The wife co-founder’s academic grounding in health sciences and communication provided the framework for that mission. She studied under Helen Brown, Clinical Associate Professor of Movement Sciences at the University of Idaho, who served as her academic advisor for four years and guided her participation in international public health initiatives focused on prevention and health systems design. Her credentials as a Certified Health Education Specialist (CHES) and advanced certifications in Medical Writing, Health Communication, Human Subjects Research, and Biomedical Ethics positioned her to translate complex vascular science into transparent, actionable information for both patients and providers.

Together, the co-founders built the IWBCA as a research-informed, prevention-first organization dedicated to closing the global awareness gap surrounding deep vein thrombosis (DVT), pulmonary embolism (PE), and clotting disorders that disproportionately affect women. The IWBCA is an organization built on lived evidence and grounded in accountability, serving as a stark reminder that survival should not depend on luck, timing, or self-advocacy alone.

 

Prevention begins where women are heard, believed, and equipped with the science to protect their own lives.

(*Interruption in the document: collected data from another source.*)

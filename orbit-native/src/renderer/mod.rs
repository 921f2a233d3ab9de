mod core;
mod cube;
mod depth;
mod gui;
mod marker;

pub use self::core::Renderer;

/// Vertex layout shared by every pipeline: [x, y, z,  r, g, b]
pub type Vertex = [f32; 6];

pub fn make_vertex(pos: [f32; 3], col: [f32; 3]) -> Vertex
{
  [pos[0], pos[1], pos[2], col[0], col[1], col[2]]
}
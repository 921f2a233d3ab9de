use std::path::PathBuf;

use thiserror::Error;

/// Errors raised while loading or validating an [`OrbitConfig`](crate::OrbitConfig).
///
/// The controller itself never fails: disabled features and out-of-range
/// input are silent no-ops. Only the configuration boundary reports errors.
#[derive(Debug, Error)]
pub enum ConfigError
{
  #[error("failed to read orbit config {}: {source}", path.display())]
  Io
  {
    path: PathBuf,
    #[source]
    source: std::io::Error,
  },

  #[error("failed to parse orbit config: {0}")]
  Parse(#[from] serde_json::Error),

  #[error("invalid orbit config: {0}")]
  Invalid(String),
}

Yet thrombosis—when counted by its underlying mechanism—claims an estimated 17 million lives worldwide each year and still receives less than three percent of all federal research funding directed toward thrombosis-related disease. It is from this disparity that the IWBCA continues its work, confronting a silent epidemic that rewards intervention after crisis while neglecting prevention before it.

PREVENTION INITIATIVES

IWBCA Upstream Health Initiative™

Real progress in women’s health begins before the crisis. It begins upstream, in the space where prevention should take place, but rarely does. For too long, healthcare has waited downstream, pulling women out of the current only after they have been swept under by disease. The system has perfected the rescue but neglected the prevention. Once a woman is pulled from the current, the treatment begins and rarely ends. Symptoms are managed, not eliminated. Medication becomes permanent, and patients become customers for life.

The IWBCA Upstream Health Initiative™ is committed to reversing that pattern. The initiative shifts the focus to the source of risk, where early testing, accurate assessment, and education can keep women from ever falling into the depths of disease in the first place. This approach redefines prevention as an active standard of care, not a hopeful afterthought. Our purpose is simple: stop disease before it begins and to create a healthcare model that values protection over lifelong management.